Records from a dataset:

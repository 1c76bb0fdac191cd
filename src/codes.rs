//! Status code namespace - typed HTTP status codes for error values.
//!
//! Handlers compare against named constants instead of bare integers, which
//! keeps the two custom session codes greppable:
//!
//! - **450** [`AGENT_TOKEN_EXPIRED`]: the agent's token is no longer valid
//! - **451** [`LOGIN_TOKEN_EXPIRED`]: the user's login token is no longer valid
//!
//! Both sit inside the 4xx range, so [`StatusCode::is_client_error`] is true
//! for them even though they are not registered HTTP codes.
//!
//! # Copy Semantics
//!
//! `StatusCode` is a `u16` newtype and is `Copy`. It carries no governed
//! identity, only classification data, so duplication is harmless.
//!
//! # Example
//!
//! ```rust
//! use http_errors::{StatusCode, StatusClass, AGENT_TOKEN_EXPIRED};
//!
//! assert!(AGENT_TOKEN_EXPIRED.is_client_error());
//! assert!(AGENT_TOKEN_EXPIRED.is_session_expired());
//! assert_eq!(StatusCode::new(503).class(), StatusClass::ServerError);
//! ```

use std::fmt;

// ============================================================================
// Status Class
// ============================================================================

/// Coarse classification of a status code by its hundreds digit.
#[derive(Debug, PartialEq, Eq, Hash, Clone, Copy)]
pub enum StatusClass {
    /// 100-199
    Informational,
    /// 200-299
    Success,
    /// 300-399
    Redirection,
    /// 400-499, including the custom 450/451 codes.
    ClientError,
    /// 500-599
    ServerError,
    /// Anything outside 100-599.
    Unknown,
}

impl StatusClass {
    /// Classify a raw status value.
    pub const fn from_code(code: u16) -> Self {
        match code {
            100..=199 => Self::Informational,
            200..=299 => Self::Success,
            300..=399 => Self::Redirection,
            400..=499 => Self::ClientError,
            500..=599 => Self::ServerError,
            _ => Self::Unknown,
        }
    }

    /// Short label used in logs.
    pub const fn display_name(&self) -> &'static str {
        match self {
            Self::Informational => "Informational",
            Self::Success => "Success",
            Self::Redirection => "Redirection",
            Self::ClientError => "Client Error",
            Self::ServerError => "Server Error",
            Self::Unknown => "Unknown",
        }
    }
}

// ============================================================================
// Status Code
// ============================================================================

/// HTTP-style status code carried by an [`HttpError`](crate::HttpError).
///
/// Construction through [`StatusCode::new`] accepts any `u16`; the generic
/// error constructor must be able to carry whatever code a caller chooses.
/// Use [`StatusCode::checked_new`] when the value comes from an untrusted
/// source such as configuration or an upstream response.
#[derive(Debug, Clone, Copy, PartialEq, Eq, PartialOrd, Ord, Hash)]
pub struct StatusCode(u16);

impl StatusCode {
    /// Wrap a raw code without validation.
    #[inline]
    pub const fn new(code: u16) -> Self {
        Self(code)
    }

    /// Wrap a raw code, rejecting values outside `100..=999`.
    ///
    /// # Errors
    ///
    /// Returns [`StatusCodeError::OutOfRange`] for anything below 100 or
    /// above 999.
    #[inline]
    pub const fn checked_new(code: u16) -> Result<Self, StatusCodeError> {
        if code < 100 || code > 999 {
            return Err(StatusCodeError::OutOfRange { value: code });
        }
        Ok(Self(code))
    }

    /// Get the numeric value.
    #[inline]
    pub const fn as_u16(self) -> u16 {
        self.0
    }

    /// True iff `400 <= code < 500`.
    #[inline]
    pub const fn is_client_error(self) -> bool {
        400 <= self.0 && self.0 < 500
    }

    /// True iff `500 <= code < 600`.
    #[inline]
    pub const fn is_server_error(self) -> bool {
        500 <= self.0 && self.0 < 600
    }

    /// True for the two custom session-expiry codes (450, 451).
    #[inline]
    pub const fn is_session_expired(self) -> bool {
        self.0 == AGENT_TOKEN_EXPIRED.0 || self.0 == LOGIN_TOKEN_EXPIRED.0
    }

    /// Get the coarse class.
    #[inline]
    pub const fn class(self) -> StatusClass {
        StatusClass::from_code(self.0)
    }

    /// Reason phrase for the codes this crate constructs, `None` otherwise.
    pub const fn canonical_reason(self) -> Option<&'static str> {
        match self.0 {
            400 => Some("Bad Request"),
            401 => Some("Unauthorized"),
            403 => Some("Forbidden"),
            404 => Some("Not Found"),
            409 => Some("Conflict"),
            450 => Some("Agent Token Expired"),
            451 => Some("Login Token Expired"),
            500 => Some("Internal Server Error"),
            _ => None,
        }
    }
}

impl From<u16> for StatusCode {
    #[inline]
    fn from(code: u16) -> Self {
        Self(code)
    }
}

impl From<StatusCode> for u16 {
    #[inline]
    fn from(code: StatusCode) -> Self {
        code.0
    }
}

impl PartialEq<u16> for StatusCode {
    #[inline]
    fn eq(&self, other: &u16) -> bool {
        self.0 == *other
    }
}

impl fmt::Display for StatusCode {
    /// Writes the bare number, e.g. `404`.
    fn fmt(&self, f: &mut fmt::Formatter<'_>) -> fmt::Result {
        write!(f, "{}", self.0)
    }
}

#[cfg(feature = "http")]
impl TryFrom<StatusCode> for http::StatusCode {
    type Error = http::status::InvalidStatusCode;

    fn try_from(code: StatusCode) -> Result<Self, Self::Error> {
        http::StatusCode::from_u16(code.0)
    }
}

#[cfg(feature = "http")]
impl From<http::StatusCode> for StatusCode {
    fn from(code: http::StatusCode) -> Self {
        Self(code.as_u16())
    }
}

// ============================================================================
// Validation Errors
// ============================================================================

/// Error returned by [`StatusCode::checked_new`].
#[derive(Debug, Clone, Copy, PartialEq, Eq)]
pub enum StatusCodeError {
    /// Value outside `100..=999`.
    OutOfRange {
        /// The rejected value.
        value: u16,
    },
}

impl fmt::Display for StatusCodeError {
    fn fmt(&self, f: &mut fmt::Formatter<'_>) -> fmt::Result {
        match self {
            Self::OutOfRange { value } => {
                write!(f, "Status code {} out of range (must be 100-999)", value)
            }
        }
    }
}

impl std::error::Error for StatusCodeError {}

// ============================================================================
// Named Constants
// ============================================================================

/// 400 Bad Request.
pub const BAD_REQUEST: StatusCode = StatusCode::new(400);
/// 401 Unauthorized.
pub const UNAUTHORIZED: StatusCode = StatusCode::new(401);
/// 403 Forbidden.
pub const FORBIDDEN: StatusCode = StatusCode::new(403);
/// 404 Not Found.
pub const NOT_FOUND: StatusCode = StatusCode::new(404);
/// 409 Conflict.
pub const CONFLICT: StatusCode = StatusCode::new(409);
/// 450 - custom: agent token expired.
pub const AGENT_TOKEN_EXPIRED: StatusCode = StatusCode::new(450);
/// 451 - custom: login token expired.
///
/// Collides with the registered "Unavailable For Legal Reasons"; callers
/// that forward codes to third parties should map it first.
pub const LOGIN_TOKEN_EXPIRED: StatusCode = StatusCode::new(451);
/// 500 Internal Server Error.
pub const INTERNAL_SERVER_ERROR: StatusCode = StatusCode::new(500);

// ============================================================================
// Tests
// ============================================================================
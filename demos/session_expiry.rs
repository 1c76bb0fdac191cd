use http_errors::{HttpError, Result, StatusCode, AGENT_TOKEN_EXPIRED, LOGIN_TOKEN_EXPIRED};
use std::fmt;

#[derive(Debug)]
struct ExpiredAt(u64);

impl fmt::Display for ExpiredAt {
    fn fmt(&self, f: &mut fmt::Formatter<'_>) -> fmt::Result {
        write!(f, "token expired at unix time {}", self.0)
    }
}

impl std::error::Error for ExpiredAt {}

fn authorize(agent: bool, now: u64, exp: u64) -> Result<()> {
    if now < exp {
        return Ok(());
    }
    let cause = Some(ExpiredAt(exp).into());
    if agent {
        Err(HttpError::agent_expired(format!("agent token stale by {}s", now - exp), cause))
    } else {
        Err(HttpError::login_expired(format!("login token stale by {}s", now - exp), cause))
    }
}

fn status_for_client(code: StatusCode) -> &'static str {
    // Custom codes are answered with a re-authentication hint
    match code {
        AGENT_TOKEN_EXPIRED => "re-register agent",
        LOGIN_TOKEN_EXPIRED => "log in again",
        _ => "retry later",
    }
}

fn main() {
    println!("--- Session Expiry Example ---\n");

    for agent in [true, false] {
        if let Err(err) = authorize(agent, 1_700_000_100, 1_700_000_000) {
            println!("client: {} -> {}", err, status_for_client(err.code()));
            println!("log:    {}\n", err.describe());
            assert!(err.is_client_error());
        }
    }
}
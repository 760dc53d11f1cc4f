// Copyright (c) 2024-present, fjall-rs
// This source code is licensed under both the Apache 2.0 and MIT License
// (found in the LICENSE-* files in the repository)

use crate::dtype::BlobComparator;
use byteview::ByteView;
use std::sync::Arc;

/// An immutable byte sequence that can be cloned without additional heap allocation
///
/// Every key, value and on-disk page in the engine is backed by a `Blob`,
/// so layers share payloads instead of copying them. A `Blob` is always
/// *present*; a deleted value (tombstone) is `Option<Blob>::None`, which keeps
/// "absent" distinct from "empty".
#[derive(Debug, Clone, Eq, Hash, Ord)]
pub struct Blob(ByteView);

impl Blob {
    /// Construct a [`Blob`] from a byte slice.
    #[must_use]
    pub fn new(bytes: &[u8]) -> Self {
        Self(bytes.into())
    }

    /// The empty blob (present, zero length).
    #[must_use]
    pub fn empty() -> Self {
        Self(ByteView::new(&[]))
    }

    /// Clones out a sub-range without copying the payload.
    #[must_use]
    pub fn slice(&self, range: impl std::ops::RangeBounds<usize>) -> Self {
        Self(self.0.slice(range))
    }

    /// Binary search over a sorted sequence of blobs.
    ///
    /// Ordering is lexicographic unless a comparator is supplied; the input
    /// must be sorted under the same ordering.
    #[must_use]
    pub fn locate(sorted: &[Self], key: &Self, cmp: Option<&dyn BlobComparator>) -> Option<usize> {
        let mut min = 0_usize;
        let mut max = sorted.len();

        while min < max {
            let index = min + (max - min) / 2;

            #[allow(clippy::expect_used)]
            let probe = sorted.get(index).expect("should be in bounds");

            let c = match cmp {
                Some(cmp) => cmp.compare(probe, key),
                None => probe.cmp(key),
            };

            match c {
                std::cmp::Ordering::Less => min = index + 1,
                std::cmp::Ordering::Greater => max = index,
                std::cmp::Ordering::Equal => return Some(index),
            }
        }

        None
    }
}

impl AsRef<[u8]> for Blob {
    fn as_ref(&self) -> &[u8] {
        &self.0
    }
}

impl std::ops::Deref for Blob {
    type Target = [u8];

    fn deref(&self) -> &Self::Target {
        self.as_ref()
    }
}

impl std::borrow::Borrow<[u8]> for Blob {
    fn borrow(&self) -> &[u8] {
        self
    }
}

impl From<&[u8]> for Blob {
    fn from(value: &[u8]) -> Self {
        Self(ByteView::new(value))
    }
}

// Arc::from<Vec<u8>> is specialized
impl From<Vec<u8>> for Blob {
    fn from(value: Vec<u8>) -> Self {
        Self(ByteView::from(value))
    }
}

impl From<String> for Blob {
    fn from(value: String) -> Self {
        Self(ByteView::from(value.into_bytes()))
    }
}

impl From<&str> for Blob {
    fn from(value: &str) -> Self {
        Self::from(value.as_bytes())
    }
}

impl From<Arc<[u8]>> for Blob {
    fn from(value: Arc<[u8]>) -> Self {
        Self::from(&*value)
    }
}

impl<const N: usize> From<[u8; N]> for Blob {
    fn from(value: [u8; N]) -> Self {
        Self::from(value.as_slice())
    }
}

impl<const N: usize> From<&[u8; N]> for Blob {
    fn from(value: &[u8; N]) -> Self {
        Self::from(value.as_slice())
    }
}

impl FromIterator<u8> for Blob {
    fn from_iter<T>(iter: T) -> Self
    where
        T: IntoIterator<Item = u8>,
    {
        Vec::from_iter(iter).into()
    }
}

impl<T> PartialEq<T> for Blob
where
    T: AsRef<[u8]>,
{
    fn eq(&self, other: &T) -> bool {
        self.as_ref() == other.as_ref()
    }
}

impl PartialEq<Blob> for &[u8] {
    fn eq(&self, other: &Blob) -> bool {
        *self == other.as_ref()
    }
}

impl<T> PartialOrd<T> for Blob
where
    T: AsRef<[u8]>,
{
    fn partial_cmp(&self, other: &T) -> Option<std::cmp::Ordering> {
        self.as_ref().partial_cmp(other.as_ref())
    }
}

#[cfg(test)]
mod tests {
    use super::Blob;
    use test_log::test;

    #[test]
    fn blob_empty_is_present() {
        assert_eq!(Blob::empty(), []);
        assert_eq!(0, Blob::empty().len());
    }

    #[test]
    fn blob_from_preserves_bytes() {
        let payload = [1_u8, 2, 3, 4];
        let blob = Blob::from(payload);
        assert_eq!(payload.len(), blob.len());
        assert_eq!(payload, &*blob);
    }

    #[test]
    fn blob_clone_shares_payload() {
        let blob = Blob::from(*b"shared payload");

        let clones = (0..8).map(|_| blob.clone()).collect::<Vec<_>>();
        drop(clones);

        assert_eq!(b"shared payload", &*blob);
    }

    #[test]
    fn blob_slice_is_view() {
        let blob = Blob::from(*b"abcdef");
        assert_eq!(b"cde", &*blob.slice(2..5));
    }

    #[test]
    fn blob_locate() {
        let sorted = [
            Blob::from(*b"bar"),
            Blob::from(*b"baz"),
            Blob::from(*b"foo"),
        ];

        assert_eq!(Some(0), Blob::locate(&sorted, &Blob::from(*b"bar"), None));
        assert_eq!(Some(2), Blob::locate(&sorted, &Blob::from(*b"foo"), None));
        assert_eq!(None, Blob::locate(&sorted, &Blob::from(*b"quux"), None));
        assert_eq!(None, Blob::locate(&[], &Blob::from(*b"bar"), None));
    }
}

▸ Problem description
Out of the records above, pick each line that contains the string "bare".

▸ Your solution
//! Handlers compare against named constants instead of bare integers, which
    /// Writes the bare number, e.g. `404`.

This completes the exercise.